In order to keep pace and to address longstanding structural issues that landed the U of S college on probation with the Committee on Accreditation of Canadian Medical Schools, a vision implementation plan called The Way Forward, was created. Turning plan to reality is Smith’s immediate priority.

“We must be relentless and flexible as we move forward in implementing our strategic plan. The Way Forward is the entire basis of what we are going to do to change the College of Medicine, get off probation and start becoming a highly competitive research operation,” said Smith, who worked on similar issues at Dalhousie to those faced by the U of S.

“I am certainly at an age and stage in my career that I thought I was ready for this challenge.
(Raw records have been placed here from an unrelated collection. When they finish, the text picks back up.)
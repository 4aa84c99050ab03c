// Host environment collaborator
//
// The plugin host supplies the plugin's own directory (where the bundled
// downloader and token dataset live), a writable data directory, and a way
// to show a folder to the user.

use camino::{Utf8Path, Utf8PathBuf};

#[cfg_attr(test, mockall::automock)]
pub trait HostEnvironment: Send + Sync {
    /// Directory the plugin is installed in
    fn plugin_dir(&self) -> Utf8PathBuf;

    /// Directory for settings and logs
    fn data_dir(&self) -> Utf8PathBuf;

    /// Open `dir` in the desktop file manager.
    fn reveal_directory(&self, dir: &Utf8Path) -> anyhow::Result<()>;
}

/// Host backed by real directories and the desktop opener.
#[derive(Debug, Clone)]
pub struct DesktopHost {
    plugin_dir: Utf8PathBuf,
    data_dir: Utf8PathBuf,
}

impl DesktopHost {
    pub fn new(plugin_dir: impl Into<Utf8PathBuf>, data_dir: impl Into<Utf8PathBuf>) -> Self {
        Self {
            plugin_dir: plugin_dir.into(),
            data_dir: data_dir.into(),
        }
    }
}

impl HostEnvironment for DesktopHost {
    fn plugin_dir(&self) -> Utf8PathBuf {
        self.plugin_dir.clone()
    }

    fn data_dir(&self) -> Utf8PathBuf {
        self.data_dir.clone()
    }

    fn reveal_directory(&self, dir: &Utf8Path) -> anyhow::Result<()> {
        opener::open(dir.as_std_path())?;
        tracing::info!("Opened {}", dir);
        Ok(())
    }
}
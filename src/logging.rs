use anyhow::{Context, Result};
use camino::Utf8Path;
use std::fs;
use tracing_appender::non_blocking::WorkerGuard;
use tracing_appender::rolling;
use tracing_subscriber::{EnvFilter, layer::SubscriberExt, util::SubscriberInitExt};

/// Subdirectory of the data directory that holds log files.
pub const LOG_DIR_NAME: &str = "logs";

/// File prefix of the daily log files.
pub const LOG_PREFIX: &str = "slstools";

/// `RUST_LOG` if set, otherwise `debug` or `info`.
fn env_filter(debug_mode: bool) -> EnvFilter {
    EnvFilter::try_from_default_env()
        .unwrap_or_else(|_| EnvFilter::new(if debug_mode { "debug" } else { "info" }))
}

fn ensure_log_dir(log_dir: &Utf8Path) -> Result<()> {
    if !log_dir.exists() {
        fs::create_dir_all(log_dir)
            .with_context(|| format!("Failed to create log directory: {}", log_dir))?;
    }
    Ok(())
}

/// Setup logging with a daily rotating file appender.
///
/// # Arguments
/// * `log_dir` - Directory for log files (usually `<data_dir>/logs`)
/// * `log_prefix` - Prefix for log files
/// * `debug_mode` - If true, use debug level; otherwise use info level
///
/// # Returns
/// A guard that must be held for the duration of the program to keep logging active
pub fn setup_logging(log_dir: &Utf8Path, log_prefix: &str, debug_mode: bool) -> Result<WorkerGuard> {
    setup_logging_with_console(log_dir, log_prefix, debug_mode, false)
}

/// Setup logging with optional console output on stderr.
///
/// The console layer writes to stderr so command output on stdout stays
/// machine-readable.
///
/// # Returns
/// A guard that must be held for the duration of the program to keep logging active
pub fn setup_logging_with_console(
    log_dir: &Utf8Path,
    log_prefix: &str,
    debug_mode: bool,
    console_output: bool,
) -> Result<WorkerGuard> {
    ensure_log_dir(log_dir)?;

    let file_appender = rolling::daily(log_dir, log_prefix);
    let (non_blocking, guard) = tracing_appender::non_blocking(file_appender);

    let file_layer = tracing_subscriber::fmt::layer()
        .with_writer(non_blocking)
        .with_ansi(false)
        .with_target(true)
        .with_thread_ids(true)
        .with_file(true)
        .with_line_number(true);

    let console_layer = console_output.then(|| {
        tracing_subscriber::fmt::layer()
            .with_writer(std::io::stderr)
            .with_ansi(true)
            .with_target(false)
    });

    tracing_subscriber::registry()
        .with(env_filter(debug_mode))
        .with(file_layer)
        .with(console_layer)
        .try_init()
        .context("Failed to install tracing subscriber")?;

    tracing::info!(
        "Logging initialized: dir={}, prefix={}, debug={}, console={}",
        log_dir,
        log_prefix,
        debug_mode,
        console_output
    );

    Ok(guard)
}

#[cfg(test)]
mod tests {
    use super::*;
    use camino::Utf8PathBuf;
    use tempfile::TempDir;

    #[test]
    fn test_setup_logging_creates_directory() {
        let temp_dir = TempDir::new().unwrap();
        let log_dir = Utf8PathBuf::try_from(temp_dir.path().join(LOG_DIR_NAME)).unwrap();

        // A second global subscriber in the same test binary fails to install,
        // but the directory is created before that.
        let _guard = setup_logging(&log_dir, "test", false);

        assert!(log_dir.is_dir());
    }

    #[test]
    fn test_ensure_log_dir_is_idempotent() {
        let temp_dir = TempDir::new().unwrap();
        let log_dir = Utf8PathBuf::try_from(temp_dir.path().join("nested").join("logs")).unwrap();

        ensure_log_dir(&log_dir).unwrap();
        ensure_log_dir(&log_dir).unwrap();

        assert!(log_dir.is_dir());
    }
}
The job I had at Dal for the last five years was a second-in-command role and we did a lot of similar things that need to be done here,” he said. “That’s why I think I have the experience needed here.”

On the research front, the College of Medicine has been underperforming for sometime, and the faculty complement requires a reconfiguration to put more emphasis on clinician scientists, he explained.

“That’s not to take away from existing faculty… but if you look across the country, the places that are really successful have a core of physician researchers working collaboratively with the basic science researchers.”

The first step towards increased research productivity is to recruit a vice-dean of research who is “truly a leader in that arena.” The vice-dean will lead the development of a strategic plan for research with the goal of creating a core of “clinician scientists, doctors and biomedical scientists who work together.”

But the U of S college restructuring goes beyond research with an additional focus on medical education.

“There used to be a culture in medicine that as long as you were a doctor you could be a teacher, but now there is growing body of understanding and evidence that training a doctor is a complex process,” said Smith, whose background is in medical education. “The Way Forward commits us to hiring more faculty members who are experts in medical education. That’s a big step forward and aligned with my interest and values.”

Hand-in-hand with recruiting more medical educators is a revamp of the curriculum—specifically moving to what is known as 2+2 curriculum with two years of pre-clinical training followed by two years of clinical training. The old curriculum included about two-and-ahalf years of pre-clinical and one-and-a-half years of clinical work for medical students.

“The emphasis on getting more and more clinical knowledge into medical school is why we’re a moving to this curriculum.”

The curriculum change will better prepare students for the Medical Council of Canada exams. “These exams have an increased emphasis on practical clinical knowledge and the ability to apply it as opposed to recite knowledge from a textbook. So if that’s where the exam is going, then our curriculum had better be going that direction as well.” All of these changes will take time, but in the big picture, Smith likes what he sees.

“We will be off probation, there is no doubt in my mind. Our College of Medicine will be known for serving its community, the entire province of Saskatchewan, better than any other Canadian medical school. That means we train the right doctors for the right communities and we have innovative research programs that bring in external research dollars, which drives the economy. When people in Saskatchewan read about us in the paper, they will take pride in the accomplishments of our medical school.”